Conclusions— Estrogen combined with synthetic progestin significantly improved flow-mediated brachial artery dilator response and reduced inflammation markers in hypertensive and/or overweight women, comparable to estrogen combined with natural progesterone.
Vascular inflammation plays an important role in the pathogenesis of atherosclerosis. The vessel wall in patients with coronary heart disease (CHD) or risk factors for CHD may promote inflammation, which may contribute to development and clinical expression of atherosclerosis including myocardial infarction and stroke.1
Prospective cohort surveys suggest that hormone replacement therapy (HRT) decreases the risk of coronary artery disease in relatively young and healthy postmenopausal women.2,3⇓ In contrast, two recent, randomized studies for secondary prevention, the Heart and Estrogen/progestin Replacement Study4 and Estrogen Replacement and Atherosclerosis trial,5 reported that there were no significant differences between HRT and placebo groups in postmenopausal women with established coronary artery disease. The effects of synthetic progestin, proinflammatory effects of estrogen, increased age, or multiple risk factors of CHD are theorized as the causes of these negative observations.
Estrogen has both anti-inflammatory and pro-inflammatory effects. Estrogen blocks monocyte/macrophage production of tumor necrosis factor (TNF)-α,6 and was found to reduce expression of the cell adhesion molecules in endothelial cells activated by interleukin-1.7 We and others have found that HRT decreases serum levels of the cell adhesion molecules.8,9⇓ However, Cid et al10 reported that estradiol enhanced expression of these same cell adhesion molecules in endothelial cells activated with TNF-α. Further, estrogen increased C-reactive protein (CRP),8 which stimulates the expression of cell adhesion molecules and monocyte chemoattractant protein (MCP)-1 in endothelial cells.11,12⇓
Meanwhile, the concept that the loss of a healthy endothelium may prevent patients from deriving pronounced cardioprotective benefits from HRT is supported by observational and clinical studies.

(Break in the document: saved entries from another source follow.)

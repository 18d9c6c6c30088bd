//! Generic `ptree`-backed tree dumping, shared by xform-typecheck's
//! `--dump-grammar`/`--dump-mtt` diagnostic CLI subcommands. A grammar or
//! an MTT has no single node type of its own, so the dumper is generic
//! over anything that can describe itself and its children rather than
//! over one fixed node shape.

use std::borrow::Cow;
use std::io::{self, Write};

use ptree::{Style, TreeItem};

/// Anything that can be rendered as one node of a `ptree` dump: a label
/// and an ordered list of children of the same type.
pub trait LabeledNode: Clone {
    fn label(&self) -> String;
    fn children(&self) -> Vec<Self>;
}

#[derive(Clone)]
struct TreeWrapper<T>(T);

impl<T: LabeledNode> TreeItem for TreeWrapper<T> {
    type Child = Self;

    fn write_self<W: Write>(&self, f: &mut W, style: &Style) -> io::Result<()> {
        write!(f, "{}", style.paint(self.0.label()))
    }

    fn children(&self) -> Cow<'_, [Self::Child]> {
        Cow::from(
            self.0
                .children()
                .into_iter()
                .map(TreeWrapper)
                .collect::<Vec<_>>(),
        )
    }
}

/// Render `root` as an indented tree, depth-first, in the order
/// `children()` returns them.
pub fn print_tree<T: LabeledNode>(root: T) -> String {
    let wrapper = TreeWrapper(root);
    let mut output = Vec::new();
    ptree::write_tree(&wrapper, &mut output).expect("ptree write_tree never fails on a Vec sink");
    String::from_utf8(output).expect("ptree output is always valid utf8")
}

#[cfg(test)]
mod tests {
    use super::*;

    #[derive(Clone)]
    struct Leaf(&'static str, Vec<Leaf>);

    impl LabeledNode for Leaf {
        fn label(&self) -> String {
            self.0.to_string()
        }
        fn children(&self) -> Vec<Self> {
            self.1.clone()
        }
    }

    #[test]
    fn renders_nested_labels_depth_first() {
        let tree = Leaf("root", vec![Leaf("a", vec![]), Leaf("b", vec![Leaf("c", vec![])])]);
        let rendered = print_tree(tree);
        assert!(rendered.contains("root"));
        assert!(rendered.contains('a'));
        assert!(rendered.contains('b'));
        assert!(rendered.contains('c'));
    }
}
pub mod cli;
pub mod config;
pub mod deps;
pub mod domain;
pub mod error;
pub mod index;
pub mod logging;
pub mod send;
pub mod ui;
pub mod verify;
pub mod writer;

pub use error::{AnnounceError, Result};
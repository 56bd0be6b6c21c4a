use serde::{Deserialize, Serialize};
use std::fmt;

/// Digests published alongside a distribution file
#[derive(Debug, Clone, PartialEq, Eq, Serialize, Deserialize)]
pub struct Digests {
    pub sha256: String,
    #[serde(default, skip_serializing_if = "Option::is_none")]
    pub md5: Option<String>,
    #[serde(default, skip_serializing_if = "Option::is_none")]
    pub blake2b_256: Option<String>,
}

/// One distributable file of a release, as listed by the package index
#[derive(Debug, Clone, PartialEq, Eq, Serialize, Deserialize)]
pub struct ArtifactDescriptor {
    pub filename: String,
    pub url: String,
    pub packagetype: String,
    pub size: u64,
    pub digests: Digests,
}

/// Distribution formats the announcement cares about
#[derive(Debug, Clone, Copy, PartialEq, Eq)]
pub enum ArtifactKind {
    /// Source archive
    Sdist,
    /// Built wheel
    Wheel,
}

impl ArtifactKind {
    /// The index's `packagetype` value for this kind
    pub fn packagetype(&self) -> &'static str {
        match self {
            ArtifactKind::Sdist => "sdist",
            ArtifactKind::Wheel => "bdist_wheel",
        }
    }
}

impl fmt::Display for ArtifactKind {
    fn fmt(&self, f: &mut fmt::Formatter<'_>) -> fmt::Result {
        match self {
            ArtifactKind::Sdist => write!(f, "sdist"),
            ArtifactKind::Wheel => write!(f, "wheel"),
        }
    }
}

impl ArtifactDescriptor {
    /// Classify this file; other formats (eggs, exe installers) yield `None`
    pub fn kind(&self) -> Option<ArtifactKind> {
        match self.packagetype.as_str() {
            "sdist" => Some(ArtifactKind::Sdist),
            "bdist_wheel" => Some(ArtifactKind::Wheel),
            _ => None,
        }
    }
}

/// The source archive and wheel of a single release
#[derive(Debug, Clone, PartialEq, Eq)]
pub struct ArtifactPair {
    pub sdist: ArtifactDescriptor,
    pub wheel: ArtifactDescriptor,
}

impl ArtifactPair {
    /// Artifacts in declared order: sdist first, then wheel
    pub fn iter(&self) -> impl Iterator<Item = &ArtifactDescriptor> {
        [&self.sdist, &self.wheel].into_iter()
    }
}
use crate::error::{AnnounceError, Result};
use crate::send::Interaction;
use std::collections::VecDeque;

/// Something a delivery action did through [`Interaction`]
#[derive(Debug, Clone, PartialEq, Eq)]
pub enum InteractionEvent {
    Prompt(String),
    OpenBrowser(String),
    Clipboard(String),
    Show(String),
}

/// Scripted interaction for tests: canned prompt answers, recorded side effects
#[derive(Default)]
pub struct MockInteraction {
    answers: VecDeque<Option<String>>,
    fail_browser: bool,
    events: Vec<InteractionEvent>,
}

impl MockInteraction {
    /// Create a mock with no scripted answers; prompts behave as end of input
    pub fn new() -> Self {
        Self::default()
    }

    /// Queue an answer for the next prompt
    pub fn with_answer(mut self, answer: impl Into<String>) -> Self {
        self.answers.push_back(Some(answer.into()));
        self
    }

    /// Queue an end of input for the next prompt
    pub fn with_end_of_input(mut self) -> Self {
        self.answers.push_back(None);
        self
    }

    /// Make every browser launch fail
    pub fn with_browser_failure(mut self) -> Self {
        self.fail_browser = true;
        self
    }

    pub fn events(&self) -> &[InteractionEvent] {
        &self.events
    }

    /// Last text copied to the clipboard
    pub fn clipboard(&self) -> Option<&str> {
        self.events.iter().rev().find_map(|e| match e {
            InteractionEvent::Clipboard(text) => Some(text.as_str()),
            _ => None,
        })
    }

    /// Last URL opened in the browser
    pub fn opened_url(&self) -> Option<&str> {
        self.events.iter().rev().find_map(|e| match e {
            InteractionEvent::OpenBrowser(url) => Some(url.as_str()),
            _ => None,
        })
    }

    /// Everything shown to the operator, joined by newlines
    pub fn shown(&self) -> String {
        self.events
            .iter()
            .filter_map(|e| match e {
                InteractionEvent::Show(text) => Some(text.as_str()),
                _ => None,
            })
            .collect::<Vec<_>>()
            .join("\n")
    }
}

impl Interaction for MockInteraction {
    fn prompt(&mut self, message: &str) -> Result<String> {
        self.events.push(InteractionEvent::Prompt(message.to_string()));
        self.answers
            .pop_front()
            .flatten()
            .ok_or(AnnounceError::Cancelled)
    }

    fn open_browser(&mut self, url: &str) -> Result<()> {
        if self.fail_browser {
            return Err(AnnounceError::action("no browser available"));
        }
        self.events.push(InteractionEvent::OpenBrowser(url.to_string()));
        Ok(())
    }

    fn copy_to_clipboard(&mut self, text: &str) -> Result<()> {
        self.events.push(InteractionEvent::Clipboard(text.to_string()));
        Ok(())
    }

    fn show(&mut self, message: &str) {
        self.events.push(InteractionEvent::Show(message.to_string()));
    }
}

#[cfg(test)]
mod tests {
    use super::*;

    #[test]
    fn test_answers_are_consumed_in_order() {
        let mut mock = MockInteraction::new().with_answer("one").with_end_of_input();
        assert_eq!(mock.prompt("first? ").unwrap(), "one");
        assert!(mock.prompt("second? ").unwrap_err().is_cancelled());
        assert!(mock.prompt("third? ").unwrap_err().is_cancelled());
        assert_eq!(mock.events().len(), 3);
    }

    #[test]
    fn test_records_side_effects() {
        let mut mock = MockInteraction::new();
        mock.open_browser("https://example.test").unwrap();
        mock.copy_to_clipboard("hello").unwrap();
        mock.show("done");
        assert_eq!(mock.opened_url(), Some("https://example.test"));
        assert_eq!(mock.clipboard(), Some("hello"));
        assert_eq!(mock.shown(), "done");
    }
}
use crate::domain::prerelease::PreRelease;
use crate::error::{AnnounceError, Result};
use regex::Regex;
use std::fmt;
use std::str::FromStr;
use std::sync::OnceLock;

/// `N[.N[.N]]` release segment, then optional pre, post and dev segments.
const VERSION_PATTERN: &str = r"(?i)^v?(\d+)(?:\.(\d+))?(?:\.(\d+))?(?:[-_.]?(alpha|beta|preview|pre|rc|a|b|c)[-_.]?(\d*))?(?:[-_.]?post[-_.]?(\d+))?(?:[-_.]?dev[-_.]?(\d*))?$";

fn version_regex() -> &'static Regex {
    static RE: OnceLock<Regex> = OnceLock::new();
    RE.get_or_init(|| Regex::new(VERSION_PATTERN).expect("version pattern is valid"))
}

/// A validated release version
///
/// Keeps the string it was parsed from, minus any leading `v`, so templates
/// and URLs see exactly what the package index publishes. Components missing
/// from the string (e.g. the micro part of "2.16") read as 0.
#[derive(Debug, Clone, PartialEq, Eq)]
pub struct ReleaseVersion {
    raw: String,
    major: u64,
    minor: u64,
    micro: u64,
    pre: Option<PreRelease>,
    post: Option<u64>,
    dev: Option<u64>,
}

impl ReleaseVersion {
    /// Parse a version string (e.g., "2.16.0", "9.0.0rc1", "10.1.0.post1")
    pub fn parse(version: &str) -> Result<Self> {
        let raw = version.trim();
        let caps = version_regex().captures(raw).ok_or_else(|| {
            AnnounceError::version(format!(
                "Invalid version '{}' - expected X.Y.Z with an optional pre-release",
                version
            ))
        })?;

        let number = |idx: usize, what: &str| -> Result<Option<u64>> {
            caps.get(idx)
                .map(|m| {
                    m.as_str().parse::<u64>().map_err(|_| {
                        AnnounceError::version(format!("Invalid {} version: {}", what, m.as_str()))
                    })
                })
                .transpose()
        };

        let major = number(1, "major")?.unwrap_or(0);
        let minor = number(2, "minor")?.unwrap_or(0);
        let micro = number(3, "micro")?.unwrap_or(0);
        let pre = match caps.get(4) {
            Some(identifier) => Some(PreRelease::from_parts(
                identifier.as_str(),
                caps.get(5).map_or("", |m| m.as_str()),
            )?),
            None => None,
        };
        let post = number(6, "post-release")?;
        let dev = match caps.get(7) {
            Some(m) if m.as_str().is_empty() => Some(0),
            Some(_) => number(7, "dev-release")?,
            None => None,
        };

        let raw = raw.strip_prefix(['v', 'V']).unwrap_or(raw);

        Ok(ReleaseVersion {
            raw: raw.to_string(),
            major,
            minor,
            micro,
            pre,
            post,
            dev,
        })
    }

    pub fn major(&self) -> u64 {
        self.major
    }

    pub fn minor(&self) -> u64 {
        self.minor
    }

    pub fn micro(&self) -> u64 {
        self.micro
    }

    pub fn pre(&self) -> Option<PreRelease> {
        self.pre
    }

    pub fn post(&self) -> Option<u64> {
        self.post
    }

    pub fn dev(&self) -> Option<u64> {
        self.dev
    }

    /// True only for alpha, beta and rc releases; dev and post releases are not pre-releases.
    pub fn is_prerelease(&self) -> bool {
        self.pre.is_some()
    }

    /// First release of a major train (X.0.0, including its pre-releases)
    pub fn is_major_release(&self) -> bool {
        self.minor == 0 && self.micro == 0
    }

    /// "major.minor", as used for release-train names like "2.16"
    pub fn major_minor(&self) -> String {
        format!("{}.{}", self.major, self.minor)
    }

    /// The string this version was parsed from, without a `v` prefix
    pub fn as_str(&self) -> &str {
        &self.raw
    }
}

impl FromStr for ReleaseVersion {
    type Err = AnnounceError;

    fn from_str(s: &str) -> Result<Self> {
        ReleaseVersion::parse(s)
    }
}

impl fmt::Display for ReleaseVersion {
    fn fmt(&self, f: &mut fmt::Formatter<'_>) -> fmt::Result {
        f.write_str(&self.raw)
    }
}
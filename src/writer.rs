//! Announcement rendering and persistence
//!
//! Templates are rendered with strict undefined semantics: a template that
//! references a variable the context does not provide fails instead of
//! producing a blank.

use minijinja::{AutoEscape, Environment, UndefinedBehavior};
use std::fs;
use std::path::{Path, PathBuf};
use std::slice;

use crate::domain::{AnnouncementContext, AnnouncementManifest};
use crate::error::Result;

/// Ordered mapping of output file name to template name
pub type TemplateCatalog = [(&'static str, &'static str)];

pub const FORUM_ANNOUNCEMENT: &str = "ansible-forum-announcement.md";
pub const MATRIX_ANNOUNCEMENT: &str = "ansible-matrix-announcement.md";

/// Announcements produced by the `announcements` command, in write order
pub const ANNOUNCEMENTS: &TemplateCatalog = &[
    (FORUM_ANNOUNCEMENT, "ansible-forum-announcement.j2"),
    (MATRIX_ANNOUNCEMENT, "ansible-matrix-announcement.j2"),
];

const BUILTIN_TEMPLATES: &[(&str, &str)] = &[
    (
        "ansible-forum-announcement.j2",
        include_str!("../templates/ansible-forum-announcement.j2"),
    ),
    (
        "ansible-matrix-announcement.j2",
        include_str!("../templates/ansible-matrix-announcement.j2"),
    ),
];

/// Underline `content` with dashes to form a forum heading.
pub fn forum_heading(content: String) -> String {
    let underline = "-".repeat(content.chars().count());
    format!("{}\n{}", content, underline)
}

/// Escape markup-bearing templates only; markdown and plain text pass through.
fn auto_escape_for(name: &str) -> AutoEscape {
    let name = name.strip_suffix(".j2").unwrap_or(name);
    match name.rsplit_once('.').map(|(_, ext)| ext) {
        Some("html" | "htm" | "xml") => AutoEscape::Html,
        _ => AutoEscape::None,
    }
}

/// Template environment used for announcements
pub struct TemplateRenderer {
    env: Environment<'static>,
}

impl TemplateRenderer {
    fn empty() -> Self {
        let mut env = Environment::new();
        env.set_undefined_behavior(UndefinedBehavior::Strict);
        env.set_trim_blocks(true);
        env.set_auto_escape_callback(auto_escape_for);
        env.add_filter("forum_heading", forum_heading);
        TemplateRenderer { env }
    }

    /// Renderer with the built-in announcement templates
    pub fn builtin() -> Result<Self> {
        let mut renderer = Self::empty();
        for &(name, source) in BUILTIN_TEMPLATES {
            renderer.env.add_template(name, source)?;
        }
        Ok(renderer)
    }

    /// Renderer with caller-supplied templates
    pub fn from_sources<I>(templates: I) -> Result<Self>
    where
        I: IntoIterator<Item = (String, String)>,
    {
        let mut renderer = Self::empty();
        for (name, source) in templates {
            renderer.env.add_template_owned(name, source)?;
        }
        Ok(renderer)
    }

    /// Render a named template against the announcement context
    pub fn render(&self, template: &str, context: &AnnouncementContext) -> Result<String> {
        Ok(self.env.get_template(template)?.render(context)?)
    }
}

/// Lazily renders and writes announcements, one file per `next()`.
///
/// Nothing touches the filesystem until the iterator is advanced.
pub struct WriteAnnouncements<'a> {
    renderer: &'a TemplateRenderer,
    context: &'a AnnouncementContext,
    output_dir: &'a Path,
    remaining: slice::Iter<'a, (&'static str, &'static str)>,
}

impl WriteAnnouncements<'_> {
    fn write_one(&self, output: &str, template: &str) -> Result<PathBuf> {
        let mut text = self.renderer.render(template, self.context)?;
        text.push('\n');
        let path = self.output_dir.join(output);
        fs::write(&path, text)?;
        tracing::debug!(path = %path.display(), template, "wrote announcement");
        Ok(path)
    }
}

impl Iterator for WriteAnnouncements<'_> {
    type Item = Result<PathBuf>;

    fn next(&mut self) -> Option<Self::Item> {
        let (output, template) = self.remaining.next()?;
        Some(self.write_one(output, template))
    }

    fn size_hint(&self) -> (usize, Option<usize>) {
        self.remaining.size_hint()
    }
}

/// Render each template of `templates` into `output_dir/<output name>`,
/// overwriting existing files. Yields the written paths in catalog order.
pub fn write_announcements<'a>(
    renderer: &'a TemplateRenderer,
    templates: &'a TemplateCatalog,
    context: &'a AnnouncementContext,
    output_dir: &'a Path,
) -> WriteAnnouncements<'a> {
    WriteAnnouncements {
        renderer,
        context,
        output_dir,
        remaining: templates.iter(),
    }
}

/// Output file names of a template catalog, in order
pub fn output_names(templates: &TemplateCatalog) -> Vec<String> {
    templates
        .iter()
        .map(|(output, _)| output.to_string())
        .collect()
}

/// Record the run in `output_dir/announcements.json` and return its path.
pub fn write_manifest(
    context: &AnnouncementContext,
    templates: &TemplateCatalog,
    output_dir: &Path,
) -> Result<PathBuf> {
    let manifest = AnnouncementManifest::new(context.clone(), output_names(templates));
    let path = AnnouncementManifest::path_in(output_dir);
    manifest.write(&path)?;
    Ok(path)
}
use serde::{Deserialize, Serialize};
use std::fs;
use std::path::Path;

use crate::error::{AnnounceError, Result};

/// Name of the configuration file looked up in the working directory
pub const CONFIG_FILENAME: &str = "announce.toml";

/// Represents the complete configuration for release-announcer.
///
/// Every operation receives the pieces it needs from this struct; nothing is
/// read from global state.
#[derive(Debug, Deserialize, Serialize, Clone, PartialEq, Default)]
pub struct Config {
    #[serde(default)]
    pub release: ReleaseConfig,

    #[serde(default)]
    pub index: IndexConfig,

    #[serde(default)]
    pub forum: ForumConfig,

    #[serde(default)]
    pub matrix: MatrixConfig,
}

fn default_package_name() -> String {
    "ansible".to_string()
}

fn default_display_name() -> String {
    "Ansible community package".to_string()
}

fn default_build_data_url() -> String {
    "https://github.com/ansible-community/ansible-build-data".to_string()
}

/// What is being released and where its build data lives.
#[derive(Debug, Deserialize, Serialize, Clone, PartialEq)]
pub struct ReleaseConfig {
    /// Package name on the index
    #[serde(default = "default_package_name")]
    pub package_name: String,

    /// Human-readable name used in announcement subjects
    #[serde(default = "default_display_name")]
    pub display_name: String,

    #[serde(default = "default_build_data_url")]
    pub build_data_url: String,
}

impl Default for ReleaseConfig {
    fn default() -> Self {
        ReleaseConfig {
            package_name: default_package_name(),
            display_name: default_display_name(),
            build_data_url: default_build_data_url(),
        }
    }
}

fn default_index_url() -> String {
    "https://pypi.org/pypi".to_string()
}

fn default_timeout_secs() -> u64 {
    30
}

/// Package index endpoint settings.
#[derive(Debug, Deserialize, Serialize, Clone, PartialEq)]
pub struct IndexConfig {
    /// Base of the JSON API; requests go to `{base_url}/{package}/{version}/json`
    #[serde(default = "default_index_url")]
    pub base_url: String,

    #[serde(default = "default_timeout_secs")]
    pub timeout_secs: u64,
}

impl Default for IndexConfig {
    fn default() -> Self {
        IndexConfig {
            base_url: default_index_url(),
            timeout_secs: default_timeout_secs(),
        }
    }
}

fn default_forum_url() -> String {
    "https://forum.ansible.com".to_string()
}

fn default_forum_category() -> String {
    "news/releases".to_string()
}

fn default_forum_tags() -> Vec<String> {
    vec![
        "release".to_string(),
        "distro-packaging".to_string(),
        "release-management".to_string(),
    ]
}

/// Where the forum announcement is posted.
#[derive(Debug, Deserialize, Serialize, Clone, PartialEq)]
pub struct ForumConfig {
    #[serde(default = "default_forum_url")]
    pub url: String,

    #[serde(default = "default_forum_category")]
    pub category: String,

    #[serde(default = "default_forum_tags")]
    pub tags: Vec<String>,
}

impl Default for ForumConfig {
    fn default() -> Self {
        ForumConfig {
            url: default_forum_url(),
            category: default_forum_category(),
            tags: default_forum_tags(),
        }
    }
}

fn default_matrix_rooms() -> Vec<String> {
    vec![
        "#community:ansible.com".to_string(),
        "#packaging:ansible.com".to_string(),
        "#social:ansible.com (mention @newsbot)".to_string(),
    ]
}

/// Rooms the operator is asked to post the matrix announcement to.
#[derive(Debug, Deserialize, Serialize, Clone, PartialEq)]
pub struct MatrixConfig {
    #[serde(default = "default_matrix_rooms")]
    pub rooms: Vec<String>,
}

impl Default for MatrixConfig {
    fn default() -> Self {
        MatrixConfig {
            rooms: default_matrix_rooms(),
        }
    }
}

/// Loads configuration from file or returns defaults.
///
/// Attempts to load configuration in the following order:
/// 1. Custom path provided as parameter
/// 2. `announce.toml` in current directory
/// 3. `.announce.toml` in the user config directory
/// 4. Default configuration if no file found
///
/// # Returns
/// * `Ok(Config)` - Loaded or default configuration
/// * `Err` - If file exists but cannot be read or parsed
pub fn load_config(config_path: Option<&str>) -> Result<Config> {
    let path = if let Some(path) = config_path {
        Path::new(path).to_path_buf()
    } else if Path::new(CONFIG_FILENAME).exists() {
        Path::new(CONFIG_FILENAME).to_path_buf()
    } else if let Some(config_dir) = dirs::config_dir() {
        let user_path = config_dir.join(format!(".{}", CONFIG_FILENAME));
        if user_path.exists() {
            user_path
        } else {
            return Ok(Config::default());
        }
    } else {
        return Ok(Config::default());
    };

    tracing::debug!(path = %path.display(), "loading configuration");
    let config_str = fs::read_to_string(&path).map_err(|e| {
        AnnounceError::config(format!("cannot read {}: {}", path.display(), e))
    })?;
    parse_config(&config_str)
        .map_err(|e| AnnounceError::config(format!("{}: {}", path.display(), e)))
}

/// Parse configuration from TOML text.
pub fn parse_config(text: &str) -> std::result::Result<Config, toml::de::Error> {
    toml::from_str(text)
}
// tests/generate_test.rs
use release_announcer::cli::{run_generate, GenerateArgs};
use release_announcer::config::Config;
use release_announcer::domain::{AnnouncementManifest, ArtifactDescriptor, Digests};
use release_announcer::index::MockPackageIndex;
use release_announcer::send::MockInteraction;
use release_announcer::verify::sha256_file;
use release_announcer::AnnounceError;
use std::fs;
use std::path::Path;
use tempfile::TempDir;

const SDIST_BYTES: &[u8] = b"sdist contents";
const WHEEL_BYTES: &[u8] = b"wheel contents";

fn descriptor(filename: &str, packagetype: &str, sha256: String) -> ArtifactDescriptor {
    ArtifactDescriptor {
        filename: filename.to_string(),
        url: format!("https://files.example/packages/{}", filename),
        packagetype: packagetype.to_string(),
        size: 14,
        digests: Digests {
            sha256,
            md5: None,
            blake2b_256: None,
        },
    }
}

fn sha256_of(bytes: &[u8]) -> String {
    let dir = TempDir::new().unwrap();
    let path = dir.path().join("blob");
    fs::write(&path, bytes).unwrap();
    sha256_file(&path).unwrap()
}

fn sdist_name(version: &str) -> String {
    format!("ansible-{}.tar.gz", version)
}

fn wheel_name(version: &str) -> String {
    format!("ansible-{}-py3-none-any.whl", version)
}

/// Index serving `ansible==version` with digests of `SDIST_BYTES` / `WHEEL_BYTES`
fn index_with(version: &str) -> MockPackageIndex {
    let mut index = MockPackageIndex::new();
    index.add_release(
        "ansible",
        version,
        vec![
            descriptor(&sdist_name(version), "sdist", sha256_of(SDIST_BYTES)),
            descriptor(&wheel_name(version), "bdist_wheel", sha256_of(WHEEL_BYTES)),
        ],
    );
    index
}

fn write_deps(data_dir: &Path, version: &str, core: &str) {
    fs::write(
        data_dir.join(format!("ansible-{}.deps", version)),
        format!(
            "_ansible_version: {}\n_ansible_core_version: {}\n_python: >=3.10\namazon.aws: 7.0.0\n",
            version, core
        ),
    )
    .unwrap();
}

fn generate_args(work: &TempDir, version: &str) -> GenerateArgs {
    GenerateArgs {
        version: version.to_string(),
        data_dir: work.path().to_path_buf(),
        deps_file: None,
        output_dir: work.path().join("announcements"),
        dist_dir: None,
        end_of_life: false,
        send: false,
    }
}

#[test]
fn test_final_release_is_not_prerelease() {
    let work = TempDir::new().unwrap();
    write_deps(work.path(), "2.16.0", "2.16.0");
    let index = index_with("2.16.0");

    let result = run_generate(
        &generate_args(&work, "2.16.0"),
        &Config::default(),
        &index,
        &mut MockInteraction::new(),
    )
    .unwrap();

    assert!(!result.context.is_prerelease);
    assert_eq!(result.context.major_version, 2);
    assert_eq!(
        index.requests(),
        vec![("ansible".to_string(), "2.16.0".to_string())]
    );

    let forum = fs::read_to_string(&result.written[0]).unwrap();
    assert!(!forum.contains("pre-release"));
}

#[test]
fn test_release_candidate_is_prerelease() {
    let work = TempDir::new().unwrap();
    write_deps(work.path(), "2.16.0rc1", "2.16.0rc1");
    let index = index_with("2.16.0rc1");

    let result = run_generate(
        &generate_args(&work, "2.16.0rc1"),
        &Config::default(),
        &index,
        &mut MockInteraction::new(),
    )
    .unwrap();

    assert!(result.context.is_prerelease);
    assert_eq!(result.context.major_version, 2);
}

#[test]
fn test_manifest_reproduces_context() {
    let work = TempDir::new().unwrap();
    write_deps(work.path(), "9.0.0", "2.16.0");
    let index = index_with("9.0.0");
    let mut args = generate_args(&work, "9.0.0");
    args.end_of_life = true;

    let result = run_generate(&args, &Config::default(), &index, &mut MockInteraction::new())
        .unwrap();
    let manifest = AnnouncementManifest::load(&result.manifest).unwrap();

    assert_eq!(manifest.template_vars, result.context);
    assert_eq!(
        manifest.outputs,
        vec![
            "ansible-forum-announcement.md".to_string(),
            "ansible-matrix-announcement.md".to_string()
        ]
    );
    assert!(manifest.template_vars.is_major_release);
    assert!(manifest.template_vars.end_of_life);
    assert_eq!(
        manifest.template_vars.build_data_path,
        "https://github.com/ansible-community/ansible-build-data/blob/9.0.0/9"
    );
}

#[test]
fn test_verified_dist_dir_passes() {
    let work = TempDir::new().unwrap();
    write_deps(work.path(), "9.1.0", "2.16.2");
    let index = index_with("9.1.0");
    let dist = TempDir::new().unwrap();
    fs::write(dist.path().join(sdist_name("9.1.0")), SDIST_BYTES).unwrap();
    fs::write(dist.path().join(wheel_name("9.1.0")), WHEEL_BYTES).unwrap();

    let mut args = generate_args(&work, "9.1.0");
    args.dist_dir = Some(dist.path().to_path_buf());

    let result = run_generate(&args, &Config::default(), &index, &mut MockInteraction::new())
        .unwrap();
    assert_eq!(result.written.len(), 2);
}

#[test]
fn test_missing_sdist_in_dist_dir_writes_nothing() {
    let work = TempDir::new().unwrap();
    write_deps(work.path(), "9.1.0", "2.16.2");
    let index = index_with("9.1.0");
    let dist = TempDir::new().unwrap();
    fs::write(dist.path().join(wheel_name("9.1.0")), WHEEL_BYTES).unwrap();

    let mut args = generate_args(&work, "9.1.0");
    args.dist_dir = Some(dist.path().to_path_buf());

    let err = run_generate(&args, &Config::default(), &index, &mut MockInteraction::new())
        .unwrap_err();

    assert!(matches!(err, AnnounceError::MissingFile { .. }));
    assert_eq!(
        err.to_string(),
        "ansible-9.1.0.tar.gz was not found in --dist-dir"
    );
    assert!(!args.output_dir.exists());
}

#[test]
fn test_tampered_wheel_is_rejected() {
    let work = TempDir::new().unwrap();
    write_deps(work.path(), "9.1.0", "2.16.2");
    let index = index_with("9.1.0");
    let dist = TempDir::new().unwrap();
    fs::write(dist.path().join(sdist_name("9.1.0")), SDIST_BYTES).unwrap();
    fs::write(dist.path().join(wheel_name("9.1.0")), b"something else").unwrap();

    let mut args = generate_args(&work, "9.1.0");
    args.dist_dir = Some(dist.path().to_path_buf());

    let err = run_generate(&args, &Config::default(), &index, &mut MockInteraction::new())
        .unwrap_err();

    match err {
        AnnounceError::VerificationMismatch { path, url } => {
            assert!(path.ends_with(wheel_name("9.1.0")));
            assert!(url.ends_with(&wheel_name("9.1.0")));
        }
        other => panic!("unexpected error: {}", other),
    }
    assert!(!args.output_dir.exists());
}

#[test]
fn test_unpublished_release_is_not_found() {
    let work = TempDir::new().unwrap();
    write_deps(work.path(), "99.0.0", "2.99.0");
    let index = index_with("9.1.0");

    let err = run_generate(
        &generate_args(&work, "99.0.0"),
        &Config::default(),
        &index,
        &mut MockInteraction::new(),
    )
    .unwrap_err();

    assert!(matches!(err, AnnounceError::NotFound(_)));
}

This concept holds that many of the antiatherogenic and other favorable vascular effects of estrogen are receptor mediated and endothelium dependent. Consequently, endothelial injury13 or declines in vascular estrogen receptor (ER) populations14 can diminish the anti-inflammatory, antithrombotic, and other cardioprotective benefits of this reproductive hormone. In this regard, we observed that HRT increased brachial artery flow-mediated dilator by more than 100% in healthy postmenopausal women (mean body mass index was 22.1±0.3) compared with baseline.15 In contrast, we observed that compared with placebo, estrogen did not significantly improve the percent flow-mediated dilator response to hyperemia in type 2 diabetic postmenopausal women.16 Furthermore, we recently reported that HRT did not significantly decrease plasminogen activator inhibitor type-1 antigen levels and, rather, tended to increase prothrombin fragment 1+2 levels from baseline in 20 hypertensive and/or overweight postmenopausal women,17 which is consistent with the Heart and Estrogen/progestin Replacement Study.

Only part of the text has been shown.